A few pearls regarding MTS

  • Although MTS accounts for only 2% to 5% of all patients presenting with DVT, multiple autopsy studies have shown that the actual prevalence is as high as 14% to 32% in the general population.
  • Despite the high prevalence, MTS remains clinically silent in most patients.
  • Iliofemoral DVT is the most common presentation of MTS.
  • Young women are at a higher risk of developing DVT compared to men. 
  • A transient risk factor is usually present in patients with MTS, which precipitates the thrombotic event. 
  • MTS has been associated with patent foramen ovale and cryptogenic stroke. 
  • Prompt anticoagulation with low-molecular-weight heparin or fondaparinux is needed to prevent PE.
  • Although most societies recommend warfarin for long term anticoagulation, recent studies show that rivaroxaban is equally effective and has a lower risk of major bleeding (although this has not reached statistical significance in clinical studies).
  • Venogram with IVUS is the gold standard in diagnosing MTS. In addition to diagnosis, it also helps in the treatment of DVT secondary to MTS.
  • Catheter-directed thrombolysis, followed by stent placement, is the treatment of choice. 
  • Surgical resection of thrombus is falling out of favor. It is reserved for patients in whom endovascular treatment fails
  • Anticoagulation alone is not sufficient to treat patients with DVT secondary to MTS. It should be combined with catheter-directed thrombolysis. 
  • Post-thrombotic syndrome is the most common adverse event after developing iliofemoral DVT. Residual thrombus after thrombolysis and stent placement is positively associated with the risk of developing PTS.

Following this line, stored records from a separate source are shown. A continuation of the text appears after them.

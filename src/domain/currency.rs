//! Tradable currencies: ERC-20 tokens and the chain's native asset.

use core::fmt;
use core::hash::{Hash, Hasher};

use super::Token;

/// The native asset of a chain (e.g. ETH), tied to the token it trades as.
///
/// Pools never hold the native asset directly; every hop through a pool
/// uses [`wrapped`](Self::wrapped). The router attaches native value on
/// input and unwraps on output.
#[derive(Debug, Clone, PartialEq, Eq, Hash)]
pub struct NativeCurrency {
    symbol: String,
    name: String,
    wrapped: Token,
}

impl NativeCurrency {
    /// Creates a native currency backed by `wrapped`.
    ///
    /// The chain id and decimals are those of the wrapped token.
    #[must_use]
    pub fn new(wrapped: Token, symbol: impl Into<String>, name: impl Into<String>) -> Self {
        Self {
            symbol: symbol.into(),
            name: name.into(),
            wrapped,
        }
    }

    /// Returns the chain id.
    #[must_use]
    pub const fn chain_id(&self) -> u64 {
        self.wrapped.chain_id()
    }

    /// Returns the decimal precision.
    #[must_use]
    pub const fn decimals(&self) -> u8 {
        self.wrapped.decimals()
    }

    /// Returns the ticker symbol.
    #[must_use]
    pub fn symbol(&self) -> &str {
        &self.symbol
    }

    /// Returns the display name.
    #[must_use]
    pub fn name(&self) -> &str {
        &self.name
    }

    /// Returns the wrapped token used inside pools.
    #[must_use]
    pub const fn wrapped(&self) -> &Token {
        &self.wrapped
    }
}

/// Either an ERC-20 token or the chain's native asset.
///
/// Two native currencies are equal when they live on the same chain; two
/// tokens follow [`Token`] equality; a native currency never equals a token,
/// not even its own wrapped token.
#[derive(Debug, Clone, Eq)]
pub enum Currency {
    /// The chain's native asset.
    Native(NativeCurrency),
    /// An ERC-20 token.
    Token(Token),
}

impl Currency {
    /// Returns `true` for the native asset.
    #[must_use]
    pub const fn is_native(&self) -> bool {
        matches!(self, Self::Native(_))
    }

    /// Returns `true` for an ERC-20 token.
    #[must_use]
    pub const fn is_token(&self) -> bool {
        matches!(self, Self::Token(_))
    }

    /// Returns the chain id.
    #[must_use]
    pub const fn chain_id(&self) -> u64 {
        match self {
            Self::Native(native) => native.chain_id(),
            Self::Token(token) => token.chain_id(),
        }
    }

    /// Returns the decimal precision.
    #[must_use]
    pub const fn decimals(&self) -> u8 {
        match self {
            Self::Native(native) => native.decimals(),
            Self::Token(token) => token.decimals(),
        }
    }

    /// Returns the ticker symbol, if known.
    #[must_use]
    pub fn symbol(&self) -> Option<&str> {
        match self {
            Self::Native(native) => Some(native.symbol()),
            Self::Token(token) => token.symbol(),
        }
    }

    /// Returns the token this currency trades as inside pools.
    #[must_use]
    pub const fn wrapped(&self) -> &Token {
        match self {
            Self::Native(native) => native.wrapped(),
            Self::Token(token) => token,
        }
    }
}

impl PartialEq for Currency {
    fn eq(&self, other: &Self) -> bool {
        match (self, other) {
            (Self::Native(a), Self::Native(b)) => a.chain_id() == b.chain_id(),
            (Self::Token(a), Self::Token(b)) => a == b,
            _ => false,
        }
    }
}

impl Hash for Currency {
    fn hash<H: Hasher>(&self, state: &mut H) {
        match self {
            Self::Native(native) => {
                0u8.hash(state);
                native.chain_id().hash(state);
            }
            Self::Token(token) => {
                1u8.hash(state);
                token.hash(state);
            }
        }
    }
}

impl From<Token> for Currency {
    fn from(token: Token) -> Self {
        Self::Token(token)
    }
}

impl From<NativeCurrency> for Currency {
    fn from(native: NativeCurrency) -> Self {
        Self::Native(native)
    }
}

impl fmt::Display for Currency {
    fn fmt(&self, f: &mut fmt::Formatter<'_>) -> fmt::Result {
        match self {
            Self::Native(native) => write!(f, "{}", native.symbol()),
            Self::Token(token) => write!(f, "{token}"),
        }
    }
}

Enhancing Healthcare Team Outcomes

The diagnosis of MTS or iliofemoral compression syndrome requires a high index of suspicion. All physicians, starting from the team in the emergency department (where most patients with DVT usually present) or those in the primary care office, must be aware of this condition. A dedicated team of radiologists and vascular surgeons, along with support staff (nurses, anesthesiologists, etc.) are needed to provide acute care to such patients. Also, post thrombolysis and stent placement, a dedicated team is required to follow up with patients to help in rehabilitation and early detection of post-thrombotic syndrome. The risk of anticoagulation must be discussed with the patient by a vascular surgeon or a hematologist. Pharmacists review prescriptions, check for interactions, and counsel patients about their use and side effects.

The treatment modalities discussed in this article have undergone phase II and phase III trials with level I evidence as described above.